In the listing below, the answer starts at the line that has "pub fn then(mut" and stops after the line that has "Array-form JSON representation."; please repeat that part exactly and nothing more.

BEGIN THE INPUT

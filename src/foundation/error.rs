/// Result alias used across the crate.
pub type ImagineResult<T> = Result<T, ImagineError>;

/// Every failure the crate reports.
///
/// Key derivation errors (`InvalidOperation`, `UnstringifiableValue`, `InvalidHashLength`) are
/// programming or configuration mistakes: the functions are pure, so retrying with the same input
/// yields the same error.
#[derive(thiserror::Error, Debug)]
pub enum ImagineError {
    /// An operation has an empty name.
    #[error("invalid operation: {0}")]
    InvalidOperation(String),

    /// A parameter value has no canonical textual form.
    #[error("unstringifiable value for parameter `{parameter}` of operation `{operation}`: {reason}")]
    UnstringifiableValue {
        /// Name of the operation carrying the value.
        operation: String,
        /// Name of the offending parameter.
        parameter: String,
        /// Why the value cannot be stringified.
        reason: String,
    },

    /// A hash length of zero was requested.
    #[error("invalid hash length {0}: must be at least 1")]
    InvalidHashLength(usize),

    /// No handler provider knows the operation.
    #[error("unsupported image operation `{0}`")]
    UnsupportedOperation(String),

    /// A handler received a missing, ill-typed or out-of-range parameter.
    #[error("invalid parameter: {0}")]
    InvalidParameter(String),

    /// Operation JSON is malformed or has the wrong shape.
    #[error("serialization error: {0}")]
    Serde(String),

    /// Configuration could not be loaded or failed validation.
    #[error("configuration error: {0}")]
    Config(String),

    /// Decoding or encoding failed inside the `image` crate.
    #[error("image error: {0}")]
    Image(#[from] image::ImageError),

    /// Anything else, usually IO with context attached.
    #[error(transparent)]
    Other(#[from] anyhow::Error),
}

impl ImagineError {
    /// Build an [`ImagineError::InvalidOperation`].
    pub fn invalid_operation(msg: impl Into<String>) -> Self {
        Self::InvalidOperation(msg.into())
    }

    /// Build an [`ImagineError::UnstringifiableValue`].
    pub fn unstringifiable(
        operation: impl Into<String>,
        parameter: impl Into<String>,
        reason: impl Into<String>,
    ) -> Self {
        Self::UnstringifiableValue {
            operation: operation.into(),
            parameter: parameter.into(),
            reason: reason.into(),
        }
    }

    /// Build an [`ImagineError::UnsupportedOperation`].
    pub fn unsupported(name: impl Into<String>) -> Self {
        Self::UnsupportedOperation(name.into())
    }

    /// Build an [`ImagineError::InvalidParameter`].
    pub fn invalid_parameter(msg: impl Into<String>) -> Self {
        Self::InvalidParameter(msg.into())
    }

    /// Build an [`ImagineError::Serde`].
    pub fn serde(msg: impl Into<String>) -> Self {
        Self::Serde(msg.into())
    }

    /// Build an [`ImagineError::Config`].
    pub fn config(msg: impl Into<String>) -> Self {
        Self::Config(msg.into())
    }
}

#[cfg(test)]
#[path = "../../tests/unit/foundation/error.rs"]
mod tests;
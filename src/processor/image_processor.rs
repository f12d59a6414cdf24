use std::fs::File;
use std::io::BufWriter;
use std::path::Path;

use anyhow::Context as _;
use image::codecs::jpeg::JpegEncoder;
use image::{DynamicImage, ImageFormat};

use crate::config::ImagineConfig;
use crate::dispatch::registry::HandlerRegistry;
use crate::foundation::error::{ImagineError, ImagineResult};
use crate::processor::builtin;

/// Output options for [`ImageProcessor::save`].
#[derive(Clone, Debug, Default, PartialEq, Eq, serde::Serialize, serde::Deserialize)]
#[serde(default, rename_all = "camelCase")]
pub struct SaveOptions {
    /// Output format; inferred from the file extension when `None`.
    pub format: Option<String>,
    /// JPEG quality (1..=100); falls back to the processor's configured quality.
    pub jpeg_quality: Option<u8>,
}

/// Thin layer over the `image` crate: open, inspect, save and the built-in operations.
#[derive(Clone, Debug)]
pub struct ImageProcessor {
    config: ImagineConfig,
}

impl ImageProcessor {
    /// Processor using `config`'s filter and default quality.
    pub fn new(config: ImagineConfig) -> Self {
        Self { config }
    }

    /// Configuration this processor was built with.
    pub fn config(&self) -> &ImagineConfig {
        &self.config
    }

    /// Handlers for the built-in operations, labelled `processor`.
    pub fn builtin_handlers(&self) -> HandlerRegistry {
        builtin::registry(self.config.filter.into())
    }

    /// Decode an image from disk.
    pub fn open(&self, path: impl AsRef<Path>) -> ImagineResult<DynamicImage> {
        let path = path.as_ref();
        let reader = image::ImageReader::open(path)
            .with_context(|| format!("open image '{}'", path.display()))?
            .with_guessed_format()
            .with_context(|| format!("sniff image format '{}'", path.display()))?;
        Ok(reader.decode()?)
    }

    /// `(width, height)` of the image at `path` without decoding pixel data.
    pub fn dimensions(&self, path: impl AsRef<Path>) -> ImagineResult<(u32, u32)> {
        Ok(image::image_dimensions(path.as_ref())?)
    }

    /// Encode `image` to `path`, creating parent directories.
    pub fn save(
        &self,
        image: &DynamicImage,
        path: impl AsRef<Path>,
        opts: &SaveOptions,
    ) -> ImagineResult<()> {
        let path = path.as_ref();
        let format = match opts.format.as_deref() {
            Some(ext) => ImageFormat::from_extension(ext).ok_or_else(|| {
                ImagineError::invalid_parameter(format!("unknown output format `{ext}`"))
            })?,
            None => ImageFormat::from_path(path)?,
        };

        if let Some(parent) = path.parent().filter(|p| !p.as_os_str().is_empty()) {
            std::fs::create_dir_all(parent)
                .with_context(|| format!("create output dir '{}'", parent.display()))?;
        }

        if format == ImageFormat::Jpeg {
            let quality = opts.jpeg_quality.unwrap_or(self.config.jpeg_quality);
            if !(1..=100).contains(&quality) {
                return Err(ImagineError::invalid_parameter(format!(
                    "jpeg quality must be in 1..=100, got {quality}"
                )));
            }
            let f = File::create(path)
                .with_context(|| format!("create output '{}'", path.display()))?;
            let encoder = JpegEncoder::new_with_quality(BufWriter::new(f), quality);
            // JPEG has no alpha channel.
            DynamicImage::ImageRgb8(image.to_rgb8()).write_with_encoder(encoder)?;
        } else {
            image.save_with_format(path, format)?;
        }
        tracing::debug!(path = %path.display(), ?format, "saved image");
        Ok(())
    }
}

impl Default for ImageProcessor {
    fn default() -> Self {
        Self::new(ImagineConfig::default())
    }
}

#[cfg(test)]
#[path = "../../tests/unit/processor/image_processor.rs"]
mod tests;
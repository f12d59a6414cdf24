use std::collections::BTreeMap;

/// Separator symbols used when encoding an operation sequence.
///
/// Keys: `operation` (before every parameter pair, default `+`), `parameter` (between a
/// parameter name and its value, default `-`) and `operationGroup` (between operations, default
/// `+`). Missing keys take the default, unknown keys are ignored.
#[derive(Clone, Debug, PartialEq, Eq, serde::Serialize, serde::Deserialize)]
#[serde(default, rename_all = "camelCase")]
pub struct SeparatorConfig {
    /// Placed between an operation name and each of its parameter pairs.
    pub operation: String,
    /// Joins a parameter name to its value.
    pub parameter: String,
    /// Joins successive operations.
    pub operation_group: String,
}

impl Default for SeparatorConfig {
    fn default() -> Self {
        Self {
            operation: "+".to_string(),
            parameter: "-".to_string(),
            operation_group: "+".to_string(),
        }
    }
}

impl SeparatorConfig {
    /// Build from a loose string map.
    pub fn from_map(map: &BTreeMap<String, String>) -> Self {
        let mut out = Self::default();
        for (k, v) in map {
            match k.as_str() {
                "operation" => out.operation = v.clone(),
                "parameter" => out.parameter = v.clone(),
                "operationGroup" => out.operation_group = v.clone(),
                _ => {}
            }
        }
        out
    }
}

#[cfg(test)]
#[path = "../../tests/unit/key/separators.rs"]
mod tests;
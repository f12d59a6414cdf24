use crate::foundation::error::{ImagineError, ImagineResult};
use crate::ops::value::ParamValue;
use serde_json::{Map as JsonMap, Value as JsonValue};

/// A named image transformation request.
///
/// Parameters keep insertion order, which is also their order in encoded keys.
#[derive(Clone, Debug, PartialEq)]
pub struct Operation {
    name: String,
    params: Vec<(String, ParamValue)>,
}

impl Operation {
    /// Create an operation without parameters.
    pub fn new(name: impl Into<String>) -> Self {
        Self {
            name: name.into(),
            params: Vec::new(),
        }
    }

    /// Builder form of [`Operation::set`].
    pub fn with(mut self, param: impl Into<String>, value: impl Into<ParamValue>) -> Self {
        self.set(param, value);
        self
    }

    /// Set a parameter. An existing parameter keeps its position and gets the new value.
    pub fn set(&mut self, param: impl Into<String>, value: impl Into<ParamValue>) {
        let param = param.into();
        let value = value.into();
        match self.params.iter_mut().find(|(k, _)| *k == param) {
            Some((_, slot)) => *slot = value,
            None => self.params.push((param, value)),
        }
    }

    /// Operation name, e.g. `thumbnail`.
    pub fn name(&self) -> &str {
        &self.name
    }

    /// Parameters in insertion order.
    pub fn params(&self) -> impl ExactSizeIterator<Item = (&str, &ParamValue)> {
        self.params.iter().map(|(k, v)| (k.as_str(), v))
    }

    /// Look up a parameter by name.
    pub fn param(&self, name: &str) -> Option<&ParamValue> {
        self.params.iter().find(|(k, _)| k == name).map(|(_, v)| v)
    }

    /// Reject operations with an empty name.
    pub fn validate(&self) -> ImagineResult<()> {
        if self.name.is_empty() {
            return Err(ImagineError::invalid_operation(
                "operation name must not be empty",
            ));
        }
        Ok(())
    }

    /// Required non-negative integer parameter that fits in `u32`.
    pub fn u32_param(&self, param: &str) -> ImagineResult<u32> {
        self.opt_u32_param(param)?
            .ok_or_else(|| self.missing(param))
    }

    /// Optional non-negative integer parameter that fits in `u32`.
    pub fn opt_u32_param(&self, param: &str) -> ImagineResult<Option<u32>> {
        let Some(v) = self.param(param) else {
            return Ok(None);
        };
        v.as_u64()
            .and_then(|n| u32::try_from(n).ok())
            .map(Some)
            .ok_or_else(|| {
                ImagineError::invalid_parameter(format!(
                    "`{}.{param}` must be a non-negative integer below 2^32, got {v:?}",
                    self.name
                ))
            })
    }

    /// Required finite numeric parameter.
    pub fn f64_param(&self, param: &str) -> ImagineResult<f64> {
        let v = self.param(param).ok_or_else(|| self.missing(param))?;
        v.as_f64().filter(|f| f.is_finite()).ok_or_else(|| {
            ImagineError::invalid_parameter(format!(
                "`{}.{param}` must be a finite number, got {v:?}",
                self.name
            ))
        })
    }

    /// Required string parameter.
    pub fn str_param(&self, param: &str) -> ImagineResult<&str> {
        self.opt_str_param(param)?
            .ok_or_else(|| self.missing(param))
    }

    /// Optional string parameter.
    pub fn opt_str_param(&self, param: &str) -> ImagineResult<Option<&str>> {
        let Some(v) = self.param(param) else {
            return Ok(None);
        };
        v.as_str().map(Some).ok_or_else(|| {
            ImagineError::invalid_parameter(format!(
                "`{}.{param}` must be a string, got {v:?}",
                self.name
            ))
        })
    }

    fn missing(&self, param: &str) -> ImagineError {
        ImagineError::invalid_parameter(format!(
            "`{}` requires parameter `{param}`",
            self.name
        ))
    }

    fn params_from_json(name: &str, params: JsonValue) -> ImagineResult<Self> {
        let mut op = Self::new(name);
        match params {
            JsonValue::Object(map) => {
                for (k, v) in map {
                    op.set(k, ParamValue::from(v));
                }
            }
            // An empty list is how parameterless operations usually arrive.
            JsonValue::Null => {}
            JsonValue::Array(items) if items.is_empty() => {}
            other => {
                return Err(ImagineError::serde(format!(
                    "parameters of `{name}` must be a JSON object, got `{other}`"
                )));
            }
        }
        Ok(op)
    }

    fn to_json(&self) -> JsonValue {
        let params: JsonMap<String, JsonValue> = self
            .params
            .iter()
            .map(|(k, v)| (k.clone(), v.to_json()))
            .collect();
        let mut outer = JsonMap::new();
        outer.insert(self.name.clone(), JsonValue::Object(params));
        JsonValue::Object(outer)
    }
}

/// Ordered list of operations; order is both application order and encoding order.
///
/// Deserializes from a JSON object (`{"thumbnail": {"width": 100}}`) or from a JSON array of
/// single-key objects. Only the array form can carry the same operation twice. Serializes to the
/// array form.
#[derive(Clone, Debug, Default, PartialEq, serde::Deserialize)]
#[serde(try_from = "JsonValue")]
pub struct OperationSequence(Vec<Operation>);

impl OperationSequence {
    /// Empty sequence.
    pub fn new() -> Self {
        Self::default()
    }

    /// Parse a sequence from JSON text.
    pub fn from_json(s: &str) -> ImagineResult<Self> {
        let v: JsonValue = serde_json::from_str(s)
            .map_err(|e| ImagineError::serde(format!("parse operations JSON: {e}")))?;
        Self::try_from(v)
    }

    /// Append an operation.
    pub fn push(&mut self, op: Operation) {
        self.0.push(op);
    }

    /// Builder form of [`OperationSequence::push`].
    pub fn then(mut self, op: Operation) -> Self {
        self.push(op);
        self
    }

    /// Operations in order.
    pub fn iter(&self) -> std::slice::Iter<'_, Operation> {
        self.0.iter()
    }

    /// Number of operations.
    pub fn len(&self) -> usize {
        self.0.len()
    }

    /// `true` when there are no operations.
    pub fn is_empty(&self) -> bool {
        self.0.is_empty()
    }

    /// Validate every operation name.
    pub fn validate(&self) -> ImagineResult<()> {
        self.0.iter().try_for_each(Operation::validate)
    }

    /// Array-form JSON representation.
    pub fn to_json(&self) -> JsonValue {
        JsonValue::Array(self.0.iter().map(Operation::to_json).collect())
    }
}

impl TryFrom<JsonValue> for OperationSequence {
    type Error = ImagineError;

    fn try_from(v: JsonValue) -> ImagineResult<Self> {
        match v {
            JsonValue::Object(map) => map
                .into_iter()
                .map(|(name, params)| Operation::params_from_json(&name, params))
                .collect(),
            JsonValue::Array(items) => items
                .into_iter()
                .map(|item| match item {
                    JsonValue::Object(map) if map.len() == 1 => {
                        let mut it = map.into_iter();
                        match it.next() {
                            Some((name, params)) => Operation::params_from_json(&name, params),
                            None => Err(ImagineError::serde("empty operation entry")),
                        }
                    }
                    other => Err(ImagineError::serde(format!(
                        "operation entries must be single-key objects, got `{other}`"
                    ))),
                })
                .collect(),
            other => Err(ImagineError::serde(format!(
                "operations must be a JSON object or array, got `{other}`"
            ))),
        }
    }
}

impl serde::Serialize for OperationSequence {
    fn serialize<S: serde::Serializer>(&self, serializer: S) -> Result<S::Ok, S::Error> {
        self.to_json().serialize(serializer)
    }
}

impl From<Vec<Operation>> for OperationSequence {
    fn from(ops: Vec<Operation>) -> Self {
        Self(ops)
    }
}

impl FromIterator<Operation> for OperationSequence {
    fn from_iter<I: IntoIterator<Item = Operation>>(iter: I) -> Self {
        Self(iter.into_iter().collect())
    }
}

impl<'a> IntoIterator for &'a OperationSequence {
    type Item = &'a Operation;
    type IntoIter = std::slice::Iter<'a, Operation>;

    fn into_iter(self) -> Self::IntoIter {
        self.0.iter()
    }
}

#[cfg(test)]
#[path = "../../tests/unit/ops/operation.rs"]
mod tests;
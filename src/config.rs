use std::fs::File;
use std::io::BufReader;
use std::path::Path;

use image::imageops::FilterType;

use crate::foundation::error::{ImagineError, ImagineResult};
use crate::key::encoder::DEFAULT_HASH_LENGTH;
use crate::key::separators::SeparatorConfig;

/// Resampling filter used by size-changing operations.
#[derive(Clone, Copy, Debug, Default, PartialEq, Eq, serde::Serialize, serde::Deserialize)]
#[serde(rename_all = "camelCase")]
pub enum ResizeFilter {
    /// Nearest neighbour.
    Nearest,
    /// Linear.
    Triangle,
    /// Cubic.
    CatmullRom,
    /// Gaussian.
    Gaussian,
    /// Lanczos with window 3.
    #[default]
    Lanczos3,
}

impl From<ResizeFilter> for FilterType {
    fn from(f: ResizeFilter) -> Self {
        match f {
            ResizeFilter::Nearest => FilterType::Nearest,
            ResizeFilter::Triangle => FilterType::Triangle,
            ResizeFilter::CatmullRom => FilterType::CatmullRom,
            ResizeFilter::Gaussian => FilterType::Gaussian,
            ResizeFilter::Lanczos3 => FilterType::Lanczos3,
        }
    }
}

/// Construction-time configuration for [`crate::Imagine`].
///
/// Every field has a default and unknown keys are ignored, so `{}` is a valid config.
#[derive(Clone, Debug, PartialEq, serde::Serialize, serde::Deserialize)]
#[serde(default, rename_all = "camelCase")]
pub struct ImagineConfig {
    /// Resampling filter.
    pub filter: ResizeFilter,
    /// Separators used for cache keys.
    pub separators: SeparatorConfig,
    /// Digest length for hashed keys.
    pub hash_length: usize,
    /// JPEG quality used when saving without explicit options.
    pub jpeg_quality: u8,
}

impl Default for ImagineConfig {
    fn default() -> Self {
        Self {
            filter: ResizeFilter::default(),
            separators: SeparatorConfig::default(),
            hash_length: DEFAULT_HASH_LENGTH,
            jpeg_quality: 90,
        }
    }
}

impl ImagineConfig {
    /// Parse and validate a JSON config.
    pub fn from_reader<R: std::io::Read>(r: R) -> ImagineResult<Self> {
        let cfg: Self = serde_json::from_reader(r)
            .map_err(|e| ImagineError::config(format!("parse config JSON: {e}")))?;
        cfg.validate()?;
        Ok(cfg)
    }

    /// Parse and validate a JSON config file.
    pub fn from_path(path: impl AsRef<Path>) -> ImagineResult<Self> {
        let path = path.as_ref();
        let f = File::open(path).map_err(|e| {
            ImagineError::config(format!("open config '{}': {e}", path.display()))
        })?;
        Self::from_reader(BufReader::new(f))
    }

    /// Check value ranges.
    pub fn validate(&self) -> ImagineResult<()> {
        if self.hash_length == 0 {
            return Err(ImagineError::InvalidHashLength(self.hash_length));
        }
        if !(1..=100).contains(&self.jpeg_quality) {
            return Err(ImagineError::config(format!(
                "jpegQuality must be in 1..=100, got {}",
                self.jpeg_quality
            )));
        }
        Ok(())
    }
}

#[cfg(test)]
#[path = "../tests/unit/config.rs"]
mod tests;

END THE INPUT

- [TASK RESPONSE]
    pub fn then(mut self, op: Operation) -> Self {
        self.push(op);
        self
    }

    /// Operations in order.
    pub fn iter(&self) -> std::slice::Iter<'_, Operation> {
        self.0.iter()
    }

    /// Number of operations.
    pub fn len(&self) -> usize {
        self.0.len()
    }

    /// `true` when there are no operations.
    pub fn is_empty(&self) -> bool {
        self.0.is_empty()
    }

    /// Validate every operation name.
    pub fn validate(&self) -> ImagineResult<()> {
        self.0.iter().try_for_each(Operation::validate)
    }

    /// Array-form JSON representation.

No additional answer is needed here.